(TASK DIRECTIONS): Restate the data below word for word, leaving nothing out.

(INPUT MATERIAL):
::::

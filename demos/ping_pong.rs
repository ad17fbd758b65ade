use std::net::SocketAddr;
use std::sync::Arc;
use std::time::Duration;

use async_trait::async_trait;
use clap::Parser;
use clap_derive::Parser;
use reliable_messaging::messaging::config::ChannelConfig;
use reliable_messaging::messaging::envelope::DeliveryMode;
use reliable_messaging::messaging::message_module::{MessageModule, MessageModuleId, RequestHandler};
use reliable_messaging::messaging::reliable_channel::ReliableChannel;
use reliable_messaging::messaging::transport::udp::UdpTransport;
use tokio_util::sync::CancellationToken;
use tracing::{info, span, Instrument, Level};

const PING_MODULE_ID: MessageModuleId = MessageModuleId::new(b"PingPong");
const GREETING_MODULE_ID: MessageModuleId = MessageModuleId::new(b"Greeting");

#[derive(Parser)]
struct Args {
    #[clap(long, default_value = "127.0.0.1:9100")]
    addr_a: String,
    #[clap(long, default_value = "127.0.0.1:9101")]
    addr_b: String,

    #[clap(short, long, default_value_t = 5)]
    num_pings: u32,

    #[clap(short, long, default_value_t = false)]
    verbose: bool,
}

struct PingHandler {}

#[async_trait]
impl RequestHandler for PingHandler {
    fn id(&self) -> MessageModuleId {
        PING_MODULE_ID
    }

    async fn on_request(&self, sender: SocketAddr, buf: &[u8]) -> anyhow::Result<Vec<u8>> {
        info!("ping {:?} from {:?}", String::from_utf8_lossy(buf), sender);
        Ok(format!("pong {}", String::from_utf8_lossy(buf)).into_bytes())
    }
}

struct GreetingModule {}

#[async_trait]
impl MessageModule for GreetingModule {
    fn id(&self) -> MessageModuleId {
        GREETING_MODULE_ID
    }

    async fn on_message(&self, sender: SocketAddr, buf: &[u8]) {
        info!("greeting from {:?}: {}", sender, String::from_utf8_lossy(buf));
    }
}

async fn new_channel(addr: SocketAddr, name: &'static str) -> anyhow::Result<Arc<ReliableChannel>> {
    let config = ChannelConfig::default();
    let transport = Arc::new(UdpTransport::new(addr, config.max_datagram_size).await?);
    let channel = ReliableChannel::new(config, transport)?;

    let cloned = channel.clone();
    tokio::spawn(async move {
        let span = span!(Level::INFO, "node", name);
        cloned.recv_loop().instrument(span).await
    });
    Ok(channel)
}

#[tokio::main]
pub async fn main() -> anyhow::Result<()> {
    let args = Args::parse();

    tracing_subscriber::fmt()
        .with_max_level(if args.verbose { Level::TRACE } else { Level::INFO })
        .try_init()
        .ok();

    let addr_a: SocketAddr = args.addr_a.parse()?;
    let addr_b: SocketAddr = args.addr_b.parse()?;

    let a = new_channel(addr_a, "a").await?;
    let b = new_channel(addr_b, "b").await?;

    b.register_request_handler(Arc::new(PingHandler {})).await?;
    b.register_module(Arc::new(GreetingModule {})).await?;

    a.send_to_module(addr_b, GREETING_MODULE_ID, &b"hello from a"[..], DeliveryMode::Reliable).await?;

    let cancel_token = CancellationToken::new();
    for i in 0..args.num_pings {
        let response = a.request(addr_b, PING_MODULE_ID, format!("#{}", i).into_bytes(), Duration::from_secs(1), &cancel_token).await?;
        info!("response: {}", String::from_utf8_lossy(&response));
    }

    while a.pending_ack_count().await > 0 || b.pending_ack_count().await > 0 {
        tokio::time::sleep(Duration::from_millis(10)).await;
    }

    a.shutdown().await;
    b.shutdown().await;
    Ok(())
}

::::

(RESULT OF THIS TASK):
filename demos/ping_pong.rs
repository ad17fbd758b65ade
use std::net::SocketAddr;
use std::sync::Arc;
use std::time::Duration;

use async_trait::async_trait;
use clap::Parser;
use clap_derive::Parser;
use reliable_messaging::messaging::config::ChannelConfig;
use reliable_messaging::messaging::envelope::DeliveryMode;
use reliable_messaging::messaging::message_module::{MessageModule, MessageModuleId, RequestHandler};
use reliable_messaging::messaging::reliable_channel::ReliableChannel;
use reliable_messaging::messaging::transport::udp::UdpTransport;
use tokio_util::sync::CancellationToken;
use tracing::{info, span, Instrument, Level};

const PING_MODULE_ID: MessageModuleId = MessageModuleId::new(b"PingPong");
const GREETING_MODULE_ID: MessageModuleId = MessageModuleId::new(b"Greeting");

#[derive(Parser)]
struct Args {
    #[clap(long, default_value = "127.0.0.1:9100")]
    addr_a: String,
    #[clap(long, default_value = "127.0.0.1:9101")]
    addr_b: String,

    #[clap(short, long, default_value_t = 5)]
    num_pings: u32,

    #[clap(short, long, default_value_t = false)]
    verbose: bool,
}

struct PingHandler {}

#[async_trait]
impl RequestHandler for PingHandler {
    fn id(&self) -> MessageModuleId {
        PING_MODULE_ID
    }

    async fn on_request(&self, sender: SocketAddr, buf: &[u8]) -> anyhow::Result<Vec<u8>> {
        info!("ping {:?} from {:?}", String::from_utf8_lossy(buf), sender);
        Ok(format!("pong {}", String::from_utf8_lossy(buf)).into_bytes())
    }
}

struct GreetingModule {}

#[async_trait]
impl MessageModule for GreetingModule {
    fn id(&self) -> MessageModuleId {
        GREETING_MODULE_ID
    }

    async fn on_message(&self, sender: SocketAddr, buf: &[u8]) {
        info!("greeting from {:?}: {}", sender, String::from_utf8_lossy(buf));
    }
}

async fn new_channel(addr: SocketAddr, name: &'static str) -> anyhow::Result<Arc<ReliableChannel>> {
    let config = ChannelConfig::default();
    let transport = Arc::new(UdpTransport::new(addr, config.max_datagram_size).await?);
    let channel = ReliableChannel::new(config, transport)?;

    let cloned = channel.clone();
    tokio::spawn(async move {
        let span = span!(Level::INFO, "node", name);
        cloned.recv_loop().instrument(span).await
    });
    Ok(channel)
}

#[tokio::main]
pub async fn main() -> anyhow::Result<()> {
    let args = Args::parse();

    tracing_subscriber::fmt()
        .with_max_level(if args.verbose { Level::TRACE } else { Level::INFO })
        .try_init()
        .ok();

    let addr_a: SocketAddr = args.addr_a.parse()?;
    let addr_b: SocketAddr = args.addr_b.parse()?;

    let a = new_channel(addr_a, "a").await?;
    let b = new_channel(addr_b, "b").await?;

    b.register_request_handler(Arc::new(PingHandler {})).await?;
    b.register_module(Arc::new(GreetingModule {})).await?;

    a.send_to_module(addr_b, GREETING_MODULE_ID, &b"hello from a"[..], DeliveryMode::Reliable).await?;

    let cancel_token = CancellationToken::new();
    for i in 0..args.num_pings {
        let response = a.request(addr_b, PING_MODULE_ID, format!("#{}", i).into_bytes(), Duration::from_secs(1), &cancel_token).await?;
        info!("response: {}", String::from_utf8_lossy(&response));
    }

    while a.pending_ack_count().await > 0 || b.pending_ack_count().await > 0 {
        tokio::time::sleep(Duration::from_millis(10)).await;
    }

    a.shutdown().await;
    b.shutdown().await;
    Ok(())
}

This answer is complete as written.